Предпраздничный день выпал на рабочий, что было по-своему хорошо. Тетки из бухгалтерии, хотя и ворчали, что, мол, дома дел невпроворот, втайне радовались возможности похвалиться своими кулинарными талантами и принесли в коробочках оливье и заливное, домашнюю буженину и пирог-лимонник. Лилька, которая ухаживала за вдовым заместителем по АХЧ Мендельсоном, так и вообще притащила нарезку осетрины и банку красной икры. Выяснилось, что Мендельсон осетрины принципиально не ест, и Сергею Степановичу достался дополнительный ломтик.
А он как раз осетрину любил. Но как-то сам для себя жалел покупать, баловство какое-то. А тут праздник все-таки.

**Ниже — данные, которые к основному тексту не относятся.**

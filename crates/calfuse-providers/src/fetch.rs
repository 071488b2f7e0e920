//! Event listing against the provider's calendar API.

use std::sync::Arc;

use calfuse_core::{ProviderId, TimeWindow};
use reqwest::StatusCode;
use reqwest::header::{ACCEPT, HeaderValue};
use serde_json::Value;
use tracing::{debug, info, warn};

use crate::error::{ProviderError, ProviderResult};
use crate::http::{read_body, transport_error};
use crate::raw_event::RawProviderEvent;
use crate::registry::ProviderRegistry;
use crate::{google, outlook};

/// Default number of events requested from a provider.
pub const DEFAULT_MAX_RESULTS: usize = 10;

/// Options controlling an event listing.
#[derive(Debug, Clone, PartialEq, Eq)]
pub struct FetchOptions {
    /// Time range to list; `None` means from now onward.
    pub window: Option<TimeWindow>,
    /// Maximum number of events to return.
    pub max_results: usize,
}

impl Default for FetchOptions {
    fn default() -> Self {
        Self {
            window: None,
            max_results: DEFAULT_MAX_RESULTS,
        }
    }
}

impl FetchOptions {
    pub fn new() -> Self {
        Self::default()
    }

    /// Restricts the listing to `window`.
    pub fn with_window(mut self, window: TimeWindow) -> Self {
        self.window = Some(window);
        self
    }

    /// Sets the maximum number of events. Zero is raised to one.
    pub fn with_max_results(mut self, max_results: usize) -> Self {
        self.max_results = max_results.max(1);
        self
    }
}

/// Lists events with a bearer token. First page only, no retries.
#[derive(Debug, Clone)]
pub struct EventFetcher {
    registry: Arc<ProviderRegistry>,
    http: reqwest::Client,
}

impl EventFetcher {
    pub fn new(registry: Arc<ProviderRegistry>, http: reqwest::Client) -> Self {
        Self { registry, http }
    }

    /// Fetches raw events for `provider`.
    ///
    /// # Errors
    ///
    /// - `Unauthorized` on HTTP 401; the token is not refreshed
    /// - `Upstream` for any other non-2xx response
    /// - `Network` for transport failures and timeouts
    /// - `MalformedResponse` if the body is not JSON or lacks the event list
    pub async fn fetch_events(
        &self,
        provider: ProviderId,
        access_token: &str,
        options: &FetchOptions,
    ) -> ProviderResult<Vec<RawProviderEvent>> {
        let config = self.registry.get(provider)?;
        let window = options.window.unwrap_or_else(TimeWindow::from_now);
        let max_results = options.max_results.max(1);

        let (query, list_field) = match provider {
            ProviderId::Google => (
                google::events_query(&window, max_results),
                google::LIST_FIELD,
            ),
            ProviderId::Outlook => (
                outlook::events_query(&window, max_results),
                outlook::LIST_FIELD,
            ),
        };

        let mut request = self
            .http
            .get(config.events_endpoint.clone())
            .bearer_auth(access_token)
            .header(ACCEPT, HeaderValue::from_static("application/json"))
            .query(&query);
        if provider == ProviderId::Outlook {
            request = request.header("Prefer", HeaderValue::from_static(outlook::PREFER_UTC));
        }

        debug!(provider = %provider, endpoint = %config.events_endpoint, max_results, "fetching events");
        let response = request
            .send()
            .await
            .map_err(|e| transport_error("event listing", e).with_provider(provider))?;

        let status = response.status();
        let body = read_body("event listing", response)
            .await
            .map_err(|e| e.with_provider(provider))?;

        if status == StatusCode::UNAUTHORIZED {
            warn!(provider = %provider, "access token rejected by events endpoint");
            return Err(
                ProviderError::unauthorized("access token was rejected").with_provider(provider)
            );
        }
        if !status.is_success() {
            return Err(ProviderError::upstream(
                format!("events endpoint returned {}", status.as_u16()),
                status.as_u16(),
                body,
            )
            .with_provider(provider));
        }

        let events = extract_events(provider, &body, list_field, max_results)?;
        info!(provider = %provider, count = events.len(), "fetched events");
        Ok(events)
    }
}

fn extract_events(
    provider: ProviderId,
    body: &str,
    list_field: &str,
    max_results: usize,
) -> ProviderResult<Vec<RawProviderEvent>> {
    let mut document: Value = serde_json::from_str(body).map_err(|e| {
        ProviderError::malformed_response("events response is not valid JSON")
            .with_provider(provider)
            .with_source(e)
    })?;

    let items = match document.get_mut(list_field).map(Value::take) {
        Some(Value::Array(items)) => items,
        _ => {
            return Err(ProviderError::malformed_response(format!(
                "events response has no '{list_field}' array"
            ))
            .with_provider(provider));
        }
    };

    Ok(items
        .into_iter()
        .filter(|item| provider != ProviderId::Google || google::is_listable(item))
        .take(max_results)
        .map(RawProviderEvent::new)
        .collect())
}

Так получилось, что с его, Сергея Степановича, подначками и тостами, отмечали почти до конца рабочего дня, хотя вдовый Мендельсон нетерпеливо дергал коленом, потому что провожал дочь с внуками в Турцию и злился, что Новый год придется встречать в аэропорту, а тетки рвались домой, к елкам и семьям. Сергей Степанович тоже в конце концов поехал домой, устроившись у окна на сиденье автобуса и просто так, от скуки, время от времени протирая ладонью в перчатке запотевшее стекло. В образовавшуюся прореху иногда вплывали из сумерек новогодние огни искусственных елок, пестрые, украшенные серебряной мишурой праздничные витрины, но потом все опять ныряло в тусклые чернильные сумерки, на автобусном стекле нарастал иней, огни расплывались и шли золотыми нитями, словно бы Сергей Степанович плакал, хотя он вовсе не плакал.
К его остановке автобус уже пустел, спальный район тут нечувствительно переходил в лес, тянувшийся далеко за Окружную. Поначалу в лесу еще попадались косые детские грибки, чудовищные корявые бабы-яги, словно бы вырезанные наевшимися грибов предками, скамейки, изрезанные инициалами, а иногда, если у резавшего хватало терпения, и полными именами, и вообще следы всякого человеческого мусора… Дальше расчищенные гравийные дорожки превращались в тропы, потом и вовсе пропадали сами собой в овражках и буреломах, лес делался все гуще и, как подозревал Сергей Степанович, не кончался до дальнего северного моря, разве что расступался иногда, если попадались на пути деревенька с горсткой бессмысленных огоньков, холодное чистое озеро или блестящий коллоидный рубец железнодорожного полотна. Хотя в волков и прочих хищных обитателей Сергей Степанович не очень-то верил, поскольку, как всякий горожанин, справедливо полагал, что в лесу следует бояться в первую очередь маньяков-душителей и диких собак, тоже своего рода отбросов цивилизации, потерявших всякое понятие о должном и недолжном, только четвероногих.
Окно однушки Сергея Степановича выходило как раз на трассу и далее на лес, зубчато вырисовывавшийся на фоне багрового, подсвеченного снизу неба. Вид этот представал взору Сергея Степановича уже лет двадцать, и ему было неприятно думать, что вся его оставшаяся жизнь так и пройдет с видом на лес.